Yeah. When I was reading the script. I called Christian and said, “well you are making jokes right? You just don’t want me for the part!” In a way it’s very helpful to…. First for an actress, it’s a job to do. But then, the story that she tells is her text. She wrote that story. So it tells you a lot about her. Like how she sees things, how she is telling about it. But when I see the room where we are shooting that scene, it’s like diving through history. And I just loved doing all the preparations. She is from water, to our city and lives with human beings, she is searching for love and she doesn’t find it, she has to kill and go back to water. For me, it was, "OK, she actually lives in two worlds." The other world, which we don't see in the movie, is where she is most of the time, so I want to get to know this world in water. Then how she sees you- she knows Berlin from when the first house was built there. Because Berlin was this watery…

Swamp.

Yeah yeah, exactly. So she was there before the city was built. So she is not doing a presentation but telling her whole story of what she experienced and I love the idea of her explaining things - “So this bridge was built in so and so and this guy was doing this…” She was telling what she saw.

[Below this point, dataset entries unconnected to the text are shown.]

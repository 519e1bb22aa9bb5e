pub use queue_consumer::QueueConsumerBuilder;

mod queue_consumer;
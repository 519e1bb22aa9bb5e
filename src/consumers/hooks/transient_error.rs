//! A collection of transient error hooks.

use crate::consumers::{ConsumerTransientErrorHook, Delivery, ShouldRequeue};

/// Never requeue a message that failed with a transient error: acknowledge it and move on.
///
/// This is the default hook. A store outage therefore loses the messages processed while it
/// lasts - pick [`RequeueUntil`] if that is not acceptable.
pub struct NeverRequeue;

#[async_trait::async_trait]
impl ConsumerTransientErrorHook for NeverRequeue {
    async fn on_transient_error(&self, _delivery: &Delivery) -> ShouldRequeue {
        ShouldRequeue::Discard
    }
}

/// Always requeue a message that failed with a transient error.
pub struct AlwaysRequeue;

#[async_trait::async_trait]
impl ConsumerTransientErrorHook for AlwaysRequeue {
    async fn on_transient_error(&self, _delivery: &Delivery) -> ShouldRequeue {
        ShouldRequeue::Requeue
    }
}

/// Requeue a message that failed with a transient error until it has been delivered
/// `max_deliveries` times, then dead-letter it.
///
/// The delivery count comes from the broker when available (e.g. `x-delivery-count` on quorum
/// queues). Otherwise the `redelivered` flag is the best we can do: it tells us the message has
/// been delivered at least twice.
pub struct RequeueUntil {
    pub max_deliveries: u64,
}

impl RequeueUntil {
    fn deliveries_so_far(delivery: &Delivery) -> u64 {
        match delivery.delivery_count {
            Some(count) => count,
            None if delivery.redelivered => 2,
            None => 1,
        }
    }
}

#[async_trait::async_trait]
impl ConsumerTransientErrorHook for RequeueUntil {
    async fn on_transient_error(&self, delivery: &Delivery) -> ShouldRequeue {
        if Self::deliveries_so_far(delivery) < self.max_deliveries {
            ShouldRequeue::Requeue
        } else {
            ShouldRequeue::DeadLetterOrDiscard
        }
    }
}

In Petzold’s characters, especially female characters, there’s always some sort of secret in them. Whenever they are looking at you and talking to you, it’s as if they are looking above your shoulder. Do you feel that way about Nadja?

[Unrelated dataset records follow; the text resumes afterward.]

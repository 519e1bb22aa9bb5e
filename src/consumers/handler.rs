use crate::consumers::{BrokerAction, HandlerError, Incoming};

/// Implementers of the `Handler` trait can be used by a [`QueueConsumer`]
/// to process messages retrieved from a queue.
///
/// # Scope
///
/// `handle` does not get access to the underlying broker channel.
/// The consumer takes care of settling the message with the broker according to the outcome
/// of processing (check out [`HandlerError`] for more details).
/// This decouples the low-level interactions with the message broker and the retry policy from
/// the actual business logic associated with the processing of a message.
///
/// # Concurrency
///
/// The consumer invokes `handle` from several workers at once, one message per invocation.
/// Any resource shared across invocations (e.g. a database pool) must be safe to use concurrently.
///
/// [`QueueConsumer`]: crate::consumers::QueueConsumer
#[async_trait::async_trait]
pub trait Handler: Send + Sync + 'static {
    type Error: std::error::Error + Send + Sync + 'static;

    async fn handle(
        &self,
        incoming: &Incoming,
    ) -> Result<BrokerAction, HandlerError<Self::Error>>;
}
use crate::configuration::{LogFormat, TelemetrySettings};
use tracing_subscriber::{fmt, layer::SubscriberExt, util::SubscriberInitExt, EnvFilter};

/// Install the global `tracing` subscriber.
///
/// `RUST_LOG`, if set, overrides the configured level. It fails if a global subscriber has
/// already been installed.
pub fn init_subscriber(settings: &TelemetrySettings) -> Result<(), anyhow::Error> {
    let filter = match EnvFilter::try_from_default_env() {
        Ok(filter) => filter,
        Err(_) => EnvFilter::try_new(&settings.level)?,
    };
    let registry = tracing_subscriber::registry().with(filter);
    match settings.format {
        LogFormat::Json => registry
            .with(
                fmt::layer()
                    .json()
                    .with_current_span(true)
                    .with_span_list(false)
                    .with_target(true),
            )
            .try_init()?,
        LogFormat::Pretty => registry
            .with(fmt::layer().pretty().with_target(true))
            .try_init()?,
    }
    Ok(())
}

I felt the same way about the Petzold’s characters I play, that they live in a kind of their own world. That they look for their own truth. But for Nadja, when I was reading the script, she doesn’t have that interiority even though you don’t really know. It’s the view from Leon’s perspective. The camera is a bit attached to him emotionally and it’s his point of view.That’s why you don’t really know who she is or what she’s up to. Reading the script I got that feeling as well. That’s why it’s fun to play. I think Christian gives characters their own worlds. For Nadja, I think he protected her world. She can have her own world and not get destroyed by others. She is present among people but she is not throwing everything at them. She knows who she is and she is self confident but she doesn’t have to show it. I like that about Nadja. It’s like when Tomas tells her, " You didn’t tell me that you are not just an ice cream seller.” and she says, “You didn’t ask.” I’m not going to give you everything because you are the man. I like that about her.

Nadja always whistles a tune. I am dying to know what that tune is.

Oh I just made that up. It’s Nadja’s vibe I felt when we were shooting. OK, she is full of life and full of joy. She knows how to live. And that ended up in the movie. (laughs)

That’s awesome.

Is there a difference between how Nadja sees herself and Leon sees her as? The reason I am asking is that it turns out Leon, the writer, embellishes everyone but Nadja, who is strong and confident, stays the same.

Yeah there is always that surprising moment in Chrsitan’s films that you doubt yourself as how things are, then “Aha!” As you said, who is she? Is she just his view or is she really that person… I love these games that Christian plays.

It’s great.

I know you are busy with other projects. I hear you are doing STELLA (based on a controversial figure Stella Goldshlag), and THIRTY THREE with Niels Arden Oplev. Is the latter project in English?

I believe so. There might be some parts in German.